Mordecai3⚓︎
Mordecai3 is a powerful (but also resource intensive) toolkit to identify mentions of geographical locations in text and matching it to the Geonames.org knowledge base.
You can find additional information here:
Running Elasticsearch Geonames⚓︎
We had issues with the default configuration in the GitHub project. The official elasticsearch docker documentation has some other settings that need adjusting. Here's how to get it running:
# Create folder
mkdir /srv/mordecai3
cd /srv/mordecai3
# Get projects
git clone git@github.com:openeventdata/es-geonames.git
git clone git@github.com:ahalterman/mordecai3.git
# Setup venv (see more below)
python3.11 -m venv venv
# Fix permissions (should be repeated when you install something new as a different user)
chmod -R g+w venv
chown -R mordecai:mordecai venv
source venv/bin/activate
pip install -r es-geonames/requirements.txt
pip install -r mordecai3/requirements.txt
# Send ownership to dedicated user
chown -R mordecai:mordecai .
# Crate folder for ES index
mkdir geonames_index
chown -R mccadmin:mccadmin geonames_index/
sudo apt install docker-compose
# [adjust files as shown below]
# Build index
cd es-geonames
chmod ug+x create_index.sh
./create_index.sh
# (optional) add user to the group
sudo usermod -a -G mordecai [username]
# Stop on error
set -e
echo "Starting Docker container and data volume..."
# Start docker container
sudo docker compose up -d
sudo docker ps
echo "Downloading Geonames gazetteer..."
wget https://download.geonames.org/export/dump/allCountries.zip
wget https://download.geonames.org/export/dump/admin1CodesASCII.txt
wget https://download.geonames.org/export/dump/admin2Codes.txt
echo "Unpacking Geonames gazetteer..."
unzip allCountries.zip
echo "Waiting a bit for ES to start"
sleep 60
echo "Creating mappings for the fields in the Geonames index..."

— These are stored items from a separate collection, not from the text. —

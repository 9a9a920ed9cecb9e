//! Terminal presentation of game snapshots.
//!
//! Frame composition is pure and works on a [`Snapshot`]; only [`Renderer`] touches the terminal.

use std::io::{self, Stdout, Write};

use crossterm::cursor::{Hide, MoveTo, Show};
use crossterm::style::{Attribute, Color, Print, ResetColor, SetAttribute, SetForegroundColor};
use crossterm::terminal::{self, Clear, ClearType, EnterAlternateScreen, LeaveAlternateScreen};
use crossterm::{ExecutableCommand, QueueableCommand};
use thousands::Separable;
use tracing::warn;

use crate::constants::{is_wall_glyph, markup};
use crate::entity::ghost::Ghost;
use crate::game::state::{GameOverKind, GameStage};
use crate::game::Snapshot;

const PIP_GLYPH: char = '·';
const HELP_LINE: &str = "Use arrow keys to move. Press 'q' to quit, 'm' to mute";

/// A styled terminal cell.
#[derive(Debug, Clone, Copy, PartialEq, Eq)]
pub struct Cell {
    pub glyph: char,
    pub color: Color,
    pub bold: bool,
}

impl Cell {
    const fn plain(glyph: char) -> Self {
        Self {
            glyph,
            color: Color::Reset,
            bold: false,
        }
    }

    const fn styled(glyph: char, color: Color, bold: bool) -> Self {
        Self { glyph, color, bold }
    }
}

fn ghost_color(ghost: Ghost) -> Color {
    match ghost {
        Ghost::Blinky => Color::Red,
        Ghost::Inky => Color::Cyan,
        Ghost::Pinky => Color::AnsiValue(201),
        Ghost::Clyde => Color::AnsiValue(208),
    }
}

/// Composes the maze with its pickups, pursuers and player.
pub fn compose_maze(snapshot: &Snapshot<'_>) -> Vec<Vec<Cell>> {
    let mut rows: Vec<Vec<Cell>> = snapshot
        .maze
        .rows()
        .map(|row| {
            row.iter()
                .map(|glyph| match *glyph {
                    g if is_wall_glyph(g) => Cell::styled(g, Color::Green, false),
                    markup::PIP => Cell::styled(PIP_GLYPH, Color::White, false),
                    markup::ENERGIZER => Cell::styled(markup::ENERGIZER, Color::Blue, true),
                    g => Cell::plain(g),
                })
                .collect()
        })
        .collect();

    let mut put = |position: glam::IVec2, cell: Cell| {
        if position.x < 0 || position.y < 0 {
            return;
        }
        if let Some(slot) = rows
            .get_mut(position.y as usize)
            .and_then(|row| row.get_mut(position.x as usize))
        {
            *slot = cell;
        }
    };

    for pursuer in snapshot.pursuers.iter().filter(|pursuer| pursuer.is_alive()) {
        let glyph = snapshot.badges.ghosts.glyph(pursuer.ghost);
        put(pursuer.position, Cell::styled(glyph, ghost_color(pursuer.ghost), true));
    }

    let pacman = snapshot.pacman;
    let glyph = snapshot.badges.pacman.glyph(pacman.last_move, pacman.chewing);
    // Cooldown flickers between the powered and the normal color
    let energized = pacman.is_powered() && !(pacman.is_cooling_down() && pacman.chewing);
    let color = if energized { Color::Blue } else { Color::Yellow };
    put(pacman.position, Cell::styled(glyph, color, true));

    rows
}

/// The status line shown under the maze.
pub fn hud_line(snapshot: &Snapshot<'_>) -> String {
    format!(
        "Level {}/{}, Score {} (total {}), Pips left {}, Lives {}",
        snapshot.level_index + 1,
        snapshot.level_count,
        snapshot.level_score.separate_with_commas(),
        snapshot.total_score.separate_with_commas(),
        snapshot.items.pips_left(),
        snapshot.lives
    )
}

pub fn help_line(snapshot: &Snapshot<'_>) -> String {
    if snapshot.muted {
        format!("{HELP_LINE} (muted)")
    } else {
        HELP_LINE.to_string()
    }
}

/// The text of an end screen, or `None` while the level is being played.
pub fn screen_lines(snapshot: &Snapshot<'_>) -> Option<Vec<String>> {
    let lines = match snapshot.stage {
        GameStage::Playing => return None,
        GameStage::LevelOver => {
            let mut lines = vec![
                format!("Level {} completed!", snapshot.level_index + 1),
                "Press space to continue. Press 'q' to quit.".to_string(),
            ];
            if let Some(elapsed) = snapshot.last_elapsed {
                lines.push(format!("Level elapsed time: {elapsed} seconds"));
            }
            if let Some(best) = snapshot.best_elapsed {
                lines.push(format!("Best time for {}: {best} seconds", snapshot.level_name));
            }
            lines.push(format!("Score: {}", snapshot.total_score.separate_with_commas()));
            lines
        }
        GameStage::GameWon => vec![
            "You win!".to_string(),
            "Press space to restart. Press 'q' to quit.".to_string(),
            format!(
                "Final score: {} (high score {})",
                snapshot.total_score.separate_with_commas(),
                snapshot.high_score.separate_with_commas()
            ),
        ],
        GameStage::GameOver(GameOverKind::Retry) => vec![
            format!("You lost a life! Lives remaining: {}.", snapshot.lives),
            "Press space to restart the current level. Press 'q' to quit.".to_string(),
        ],
        GameStage::GameOver(GameOverKind::Final) => vec![
            "Game over!".to_string(),
            "Press space to restart from the beginning. Press 'q' to quit.".to_string(),
            format!("High score: {}", snapshot.high_score.separate_with_commas()),
        ],
    };
    Some(lines)
}

/// Puts the terminal into raw mode on the alternate screen, and restores it on drop.
pub struct TerminalGuard;

impl TerminalGuard {
    pub fn enter() -> io::Result<Self> {
        terminal::enable_raw_mode()?;
        let mut stdout = io::stdout();
        stdout.execute(EnterAlternateScreen)?;
        stdout.execute(Hide)?;
        Ok(Self)
    }
}

impl Drop for TerminalGuard {
    fn drop(&mut self) {
        let mut stdout = io::stdout();
        let restored = stdout
            .execute(Show)
            .and_then(|out| out.execute(LeaveAlternateScreen))
            .map(|_| ())
            .and_then(|_| terminal::disable_raw_mode());
        if let Err(e) = restored {
            warn!(error = %e, "Failed to restore the terminal");
        }
    }
}

/// Draws snapshots to stdout.
pub struct Renderer {
    stdout: Stdout,
    last_stage: Option<GameStage>,
}

impl Default for Renderer {
    fn default() -> Self {
        Self::new()
    }
}

impl Renderer {
    pub fn new() -> Self {
        Self {
            stdout: io::stdout(),
            last_stage: None,
        }
    }

    pub fn draw(&mut self, snapshot: &Snapshot<'_>) -> io::Result<()> {
        if self.last_stage != Some(snapshot.stage) {
            self.stdout.queue(Clear(ClearType::All))?;
            self.last_stage = Some(snapshot.stage);
        }

        let mut y = 0;
        match screen_lines(snapshot) {
            Some(lines) => {
                for line in lines {
                    self.text_line(y, &line)?;
                    y += 1;
                }
            }
            None => {
                for row in compose_maze(snapshot) {
                    self.stdout.queue(MoveTo(0, y))?;
                    for cell in row {
                        self.cell(cell)?;
                    }
                    self.stdout.queue(Clear(ClearType::UntilNewLine))?;
                    y += 1;
                }
                self.text_line(y, &hud_line(snapshot))?;
                self.text_line(y + 1, &help_line(snapshot))?;
                y += 2;
            }
        }

        self.stdout.queue(MoveTo(0, y))?;
        self.stdout.queue(Clear(ClearType::FromCursorDown))?;
        self.stdout.flush()
    }

    fn text_line(&mut self, y: u16, text: &str) -> io::Result<()> {
        self.stdout.queue(MoveTo(0, y))?;
        self.stdout.queue(Print(text))?;
        self.stdout.queue(Clear(ClearType::UntilNewLine))?;
        Ok(())
    }

    fn cell(&mut self, cell: Cell) -> io::Result<()> {
        if cell.color == Color::Reset && !cell.bold {
            self.stdout.queue(Print(cell.glyph))?;
            return Ok(());
        }
        if cell.bold {
            self.stdout.queue(SetAttribute(Attribute::Bold))?;
        }
        self.stdout.queue(SetForegroundColor(cell.color))?;
        self.stdout.queue(Print(cell.glyph))?;
        self.stdout.queue(ResetColor)?;
        if cell.bold {
            self.stdout.queue(SetAttribute(Attribute::Reset))?;
        }
        Ok(())
    }
}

curl -XPUT '0.0.0.0:9200/geonames' -H 'Content-Type: application/json' -d @geonames_mapping.json
echo "Change disk availability limits..."
curl -X PUT "0.0.0.0:9200/_cluster/settings" -H 'Content-Type: application/json' -d'
{
"transient": {
"cluster.routing.allocation.disk.watermark.low": "10gb",
"cluster.routing.allocation.disk.watermark.high": "5gb",
"cluster.routing.allocation.disk.watermark.flood_stage": "4gb",
"cluster.info.update.interval": "1m"
}
}
'
echo "\nLoading gazetteer into Elasticsearch..."
python geonames_elasticsearch_loader.py
echo "Done"
version: '3'
services:
elasticsearch:
image: docker.elastic.co/elasticsearch/elasticsearch:7.17.18
volumes:
- /srv/mordecai3/geonames_index:/usr/share/elasticsearch/data
environment:
- node.name=mordecai
- cluster.name=mordecai
- discovery.type=single-node
- xpack.security.enabled=false
- xpack.security.http.ssl.enabled=false
- "ES_JAVA_OPTS=-Xms4g -Xmx4g"
ulimits:
memlock:
soft: -1
hard: -1
ports:
- "0.0.0.0:9200:9200"
# replace
es = Elasticsearch(urls='http://localhost:9200/', timeout=60, max_retries=2)
# with
es = Elasticsearch(urls='http://0.0.0.0:9200/', timeout=60, max_retries=2)
Assuming the container is down, spin it up via
cd /srv/mordecai3
source venv/bin/activate
cd es-geonames
sudo docker compose up
Setting up a kernel to be used in jupyterlab
cd /srv/mordecai3
source venv/bin/activate
pip install ipykernel
python -m ipykernel install --user --name=global-mordecai3
Using in python/jupyterlab⚓︎
If you'd like to use mordecai, you should use the global-mordecai3 kernel.
Aside from all requirements in mordecai3 and es-geonames, it has most of the common packages installed too.
# minimal example to extract geolocations from a bit of text
Random useful commands⚓︎
docker ps
docker kill
docker images
docker volume ls